[Exercise input Boundary: Start]

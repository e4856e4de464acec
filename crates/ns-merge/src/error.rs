//! Error types for merge-session edits.

use ns_common::SpanId;
use thiserror::Error;

/// Result type for merge operations.
pub type Result<T> = std::result::Result<T, MergeError>;

/// Errors that can occur while editing a merge session.
#[derive(Error, Debug, Clone, PartialEq)]
pub enum MergeError {
    /// The session has been finalized; re-detect to edit again.
    #[error("session is finalized; re-run detection to edit spans")]
    SessionFinalized,

    /// A manual span with a zero-length or inverted range.
    #[error("invalid span range [{start}, {end})")]
    InvalidSpan { start: usize, end: usize },

    /// An edit referenced a span id that is not in the session.
    #[error("unknown span id: {0}")]
    UnknownSpan(SpanId),
}
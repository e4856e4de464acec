//! Compact identifier types.
//!
//! Ids are short uuid-derived strings: unique within a session, cheap to
//! clone, and safe to log (they carry no PHI).

use serde::{Deserialize, Serialize};
use std::fmt;

/// Identifier for a detection span, unique within a detection session.
#[derive(Debug, Clone, PartialEq, Eq, Hash, Serialize, Deserialize)]
#[serde(transparent)]
pub struct SpanId(pub String);

impl SpanId {
    /// Generate a new span id.
    ///
    /// Format: `sp-xxxxxxxx` (first 8 hex chars of a v4 uuid).
    pub fn new() -> Self {
        SpanId(format!("sp-{}", short_suffix()))
    }
}

impl Default for SpanId {
    fn default() -> Self {
        Self::new()
    }
}

impl fmt::Display for SpanId {
    fn fmt(&self, f: &mut fmt::Formatter<'_>) -> fmt::Result {
        write!(f, "{}", self.0)
    }
}

/// Identifier for a document within a bundle.
#[derive(Debug, Clone, PartialEq, Eq, Hash, Serialize, Deserialize)]
#[serde(transparent)]
pub struct DocumentId(pub String);

impl DocumentId {
    /// Generate a new document id.
    ///
    /// Format: `doc-xxxxxxxx`.
    pub fn new() -> Self {
        DocumentId(format!("doc-{}", short_suffix()))
    }
}

impl Default for DocumentId {
    fn default() -> Self {
        Self::new()
    }
}

impl fmt::Display for DocumentId {
    fn fmt(&self, f: &mut fmt::Formatter<'_>) -> fmt::Result {
        write!(f, "{}", self.0)
    }
}

fn short_suffix() -> String {
    let uuid = uuid::Uuid::new_v4();
    uuid.simple().to_string()[..8].to_string()
}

[Exercise input Boundary: End]

Would you report every line of the entries above containing the word "SpanId"?

use ns_common::SpanId;
    UnknownSpan(SpanId),
pub struct SpanId(pub String);
impl SpanId {
        SpanId(format!("sp-{}", short_suffix()))
impl Default for SpanId {
impl fmt::Display for SpanId {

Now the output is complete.